━━━━━ Source records

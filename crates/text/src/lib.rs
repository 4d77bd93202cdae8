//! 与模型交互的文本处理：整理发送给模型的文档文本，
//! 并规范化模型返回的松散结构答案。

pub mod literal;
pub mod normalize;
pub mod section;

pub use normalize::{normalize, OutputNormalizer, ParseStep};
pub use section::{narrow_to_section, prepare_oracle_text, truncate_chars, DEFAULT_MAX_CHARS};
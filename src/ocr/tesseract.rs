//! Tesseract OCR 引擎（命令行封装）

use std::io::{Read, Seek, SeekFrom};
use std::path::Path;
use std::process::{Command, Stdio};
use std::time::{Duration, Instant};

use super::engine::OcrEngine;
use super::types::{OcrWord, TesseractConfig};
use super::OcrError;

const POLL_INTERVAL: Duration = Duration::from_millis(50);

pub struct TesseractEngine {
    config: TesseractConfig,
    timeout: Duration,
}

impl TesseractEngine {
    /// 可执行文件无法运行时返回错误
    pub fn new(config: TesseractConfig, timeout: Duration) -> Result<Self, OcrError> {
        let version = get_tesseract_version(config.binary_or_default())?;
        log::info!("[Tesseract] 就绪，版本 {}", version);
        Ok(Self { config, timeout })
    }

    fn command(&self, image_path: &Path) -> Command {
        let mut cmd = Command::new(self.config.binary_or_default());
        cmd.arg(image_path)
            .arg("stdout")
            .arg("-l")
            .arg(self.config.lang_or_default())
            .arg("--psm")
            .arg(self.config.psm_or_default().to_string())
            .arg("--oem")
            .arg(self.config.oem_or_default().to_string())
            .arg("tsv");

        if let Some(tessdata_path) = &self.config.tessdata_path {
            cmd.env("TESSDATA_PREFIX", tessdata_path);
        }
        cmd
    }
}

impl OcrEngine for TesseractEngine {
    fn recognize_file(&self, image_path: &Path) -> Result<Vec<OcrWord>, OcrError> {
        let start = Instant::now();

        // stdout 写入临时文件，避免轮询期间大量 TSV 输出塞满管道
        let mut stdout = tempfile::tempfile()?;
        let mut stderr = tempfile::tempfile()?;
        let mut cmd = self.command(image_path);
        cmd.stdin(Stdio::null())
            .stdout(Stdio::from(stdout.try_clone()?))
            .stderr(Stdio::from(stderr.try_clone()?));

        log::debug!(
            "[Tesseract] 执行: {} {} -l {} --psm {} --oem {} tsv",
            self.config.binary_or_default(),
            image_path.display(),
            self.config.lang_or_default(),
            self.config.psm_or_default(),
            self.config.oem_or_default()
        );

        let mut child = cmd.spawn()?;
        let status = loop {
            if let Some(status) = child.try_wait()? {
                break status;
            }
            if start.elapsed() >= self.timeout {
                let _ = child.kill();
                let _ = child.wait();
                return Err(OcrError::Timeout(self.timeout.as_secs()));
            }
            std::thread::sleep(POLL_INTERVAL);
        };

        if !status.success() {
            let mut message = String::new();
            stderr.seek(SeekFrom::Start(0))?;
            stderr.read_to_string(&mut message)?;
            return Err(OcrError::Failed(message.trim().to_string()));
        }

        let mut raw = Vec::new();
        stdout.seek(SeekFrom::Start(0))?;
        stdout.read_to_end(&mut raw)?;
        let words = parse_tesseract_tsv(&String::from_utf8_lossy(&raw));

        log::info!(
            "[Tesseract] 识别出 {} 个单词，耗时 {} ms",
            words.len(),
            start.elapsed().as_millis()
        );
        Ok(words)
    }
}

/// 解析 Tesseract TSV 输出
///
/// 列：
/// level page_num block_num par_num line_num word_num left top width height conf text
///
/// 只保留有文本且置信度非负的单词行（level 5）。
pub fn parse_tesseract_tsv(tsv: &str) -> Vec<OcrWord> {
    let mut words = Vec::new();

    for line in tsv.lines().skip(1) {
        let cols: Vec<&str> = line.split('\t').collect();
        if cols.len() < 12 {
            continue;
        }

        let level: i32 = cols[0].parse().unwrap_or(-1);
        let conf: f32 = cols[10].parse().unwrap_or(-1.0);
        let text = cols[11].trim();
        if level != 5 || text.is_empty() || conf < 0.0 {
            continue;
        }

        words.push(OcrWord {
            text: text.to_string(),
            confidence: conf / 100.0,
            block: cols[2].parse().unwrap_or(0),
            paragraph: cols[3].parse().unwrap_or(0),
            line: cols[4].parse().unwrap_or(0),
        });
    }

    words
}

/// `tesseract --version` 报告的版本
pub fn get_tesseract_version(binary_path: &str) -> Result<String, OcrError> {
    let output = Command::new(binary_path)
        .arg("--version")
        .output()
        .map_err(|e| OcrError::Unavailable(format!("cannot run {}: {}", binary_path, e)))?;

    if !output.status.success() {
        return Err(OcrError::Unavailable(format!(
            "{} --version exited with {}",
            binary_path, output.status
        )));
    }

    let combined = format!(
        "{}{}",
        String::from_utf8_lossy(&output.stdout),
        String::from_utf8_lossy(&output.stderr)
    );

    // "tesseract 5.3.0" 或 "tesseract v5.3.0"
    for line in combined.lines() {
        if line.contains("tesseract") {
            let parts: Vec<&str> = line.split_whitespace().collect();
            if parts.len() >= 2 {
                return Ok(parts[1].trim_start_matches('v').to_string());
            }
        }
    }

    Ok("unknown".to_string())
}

━━━━━━━━━━

What is expected.
Return every line of the data unchanged.

Output of the task.
filename crates/text/src/lib.rs
repository 4d77bd93202cdae8
//! 与模型交互的文本处理：整理发送给模型的文档文本，
//! 并规范化模型返回的松散结构答案。

pub mod literal;
pub mod normalize;
pub mod section;

pub use normalize::{normalize, OutputNormalizer, ParseStep};
pub use section::{narrow_to_section, prepare_oracle_text, truncate_chars, DEFAULT_MAX_CHARS};
filename src/ocr/tesseract.rs
//! Tesseract OCR 引擎（命令行封装）

use std::io::{Read, Seek, SeekFrom};
use std::path::Path;
use std::process::{Command, Stdio};
use std::time::{Duration, Instant};

use super::engine::OcrEngine;
use super::types::{OcrWord, TesseractConfig};
use super::OcrError;

const POLL_INTERVAL: Duration = Duration::from_millis(50);

pub struct TesseractEngine {
    config: TesseractConfig,
    timeout: Duration,
}

impl TesseractEngine {
    /// 可执行文件无法运行时返回错误
    pub fn new(config: TesseractConfig, timeout: Duration) -> Result<Self, OcrError> {
        let version = get_tesseract_version(config.binary_or_default())?;
        log::info!("[Tesseract] 就绪，版本 {}", version);
        Ok(Self { config, timeout })
    }

    fn command(&self, image_path: &Path) -> Command {
        let mut cmd = Command::new(self.config.binary_or_default());
        cmd.arg(image_path)
            .arg("stdout")
            .arg("-l")
            .arg(self.config.lang_or_default())
            .arg("--psm")
            .arg(self.config.psm_or_default().to_string())
            .arg("--oem")
            .arg(self.config.oem_or_default().to_string())
            .arg("tsv");

        if let Some(tessdata_path) = &self.config.tessdata_path {
            cmd.env("TESSDATA_PREFIX", tessdata_path);
        }
        cmd
    }
}

impl OcrEngine for TesseractEngine {
    fn recognize_file(&self, image_path: &Path) -> Result<Vec<OcrWord>, OcrError> {
        let start = Instant::now();

        // stdout 写入临时文件，避免轮询期间大量 TSV 输出塞满管道
        let mut stdout = tempfile::tempfile()?;
        let mut stderr = tempfile::tempfile()?;
        let mut cmd = self.command(image_path);
        cmd.stdin(Stdio::null())
            .stdout(Stdio::from(stdout.try_clone()?))
            .stderr(Stdio::from(stderr.try_clone()?));

        log::debug!(
            "[Tesseract] 执行: {} {} -l {} --psm {} --oem {} tsv",
            self.config.binary_or_default(),
            image_path.display(),
            self.config.lang_or_default(),
            self.config.psm_or_default(),
            self.config.oem_or_default()
        );

        let mut child = cmd.spawn()?;
        let status = loop {
            if let Some(status) = child.try_wait()? {
                break status;
            }
            if start.elapsed() >= self.timeout {
                let _ = child.kill();
                let _ = child.wait();
                return Err(OcrError::Timeout(self.timeout.as_secs()));
            }
            std::thread::sleep(POLL_INTERVAL);
        };

        if !status.success() {
            let mut message = String::new();
            stderr.seek(SeekFrom::Start(0))?;
            stderr.read_to_string(&mut message)?;
            return Err(OcrError::Failed(message.trim().to_string()));
        }

        let mut raw = Vec::new();
        stdout.seek(SeekFrom::Start(0))?;
        stdout.read_to_end(&mut raw)?;
        let words = parse_tesseract_tsv(&String::from_utf8_lossy(&raw));

        log::info!(
            "[Tesseract] 识别出 {} 个单词，耗时 {} ms",
            words.len(),
            start.elapsed().as_millis()
        );
        Ok(words)
    }
}

/// 解析 Tesseract TSV 输出
///
/// 列：
/// level page_num block_num par_num line_num word_num left top width height conf text
///
/// 只保留有文本且置信度非负的单词行（level 5）。
pub fn parse_tesseract_tsv(tsv: &str) -> Vec<OcrWord> {
    let mut words = Vec::new();

    for line in tsv.lines().skip(1) {
        let cols: Vec<&str> = line.split('\t').collect();
        if cols.len() < 12 {
            continue;
        }

        let level: i32 = cols[0].parse().unwrap_or(-1);
        let conf: f32 = cols[10].parse().unwrap_or(-1.0);
        let text = cols[11].trim();
        if level != 5 || text.is_empty() || conf < 0.0 {
            continue;
        }

        words.push(OcrWord {
            text: text.to_string(),
            confidence: conf / 100.0,
            block: cols[2].parse().unwrap_or(0),
            paragraph: cols[3].parse().unwrap_or(0),
            line: cols[4].parse().unwrap_or(0),
        });
    }

    words
}

/// `tesseract --version` 报告的版本
pub fn get_tesseract_version(binary_path: &str) -> Result<String, OcrError> {
    let output = Command::new(binary_path)
        .arg("--version")
        .output()
        .map_err(|e| OcrError::Unavailable(format!("cannot run {}: {}", binary_path, e)))?;

    if !output.status.success() {
        return Err(OcrError::Unavailable(format!(
            "{} --version exited with {}",
            binary_path, output.status
        )));
    }

    let combined = format!(
        "{}{}",
        String::from_utf8_lossy(&output.stdout),
        String::from_utf8_lossy(&output.stderr)
    );

    // "tesseract 5.3.0" 或 "tesseract v5.3.0"
    for line in combined.lines() {
        if line.contains("tesseract") {
            let parts: Vec<&str> = line.split_whitespace().collect();
            if parts.len() >= 2 {
                return Ok(parts[1].trim_start_matches('v').to_string());
            }
        }
    }

    Ok("unknown".to_string())
}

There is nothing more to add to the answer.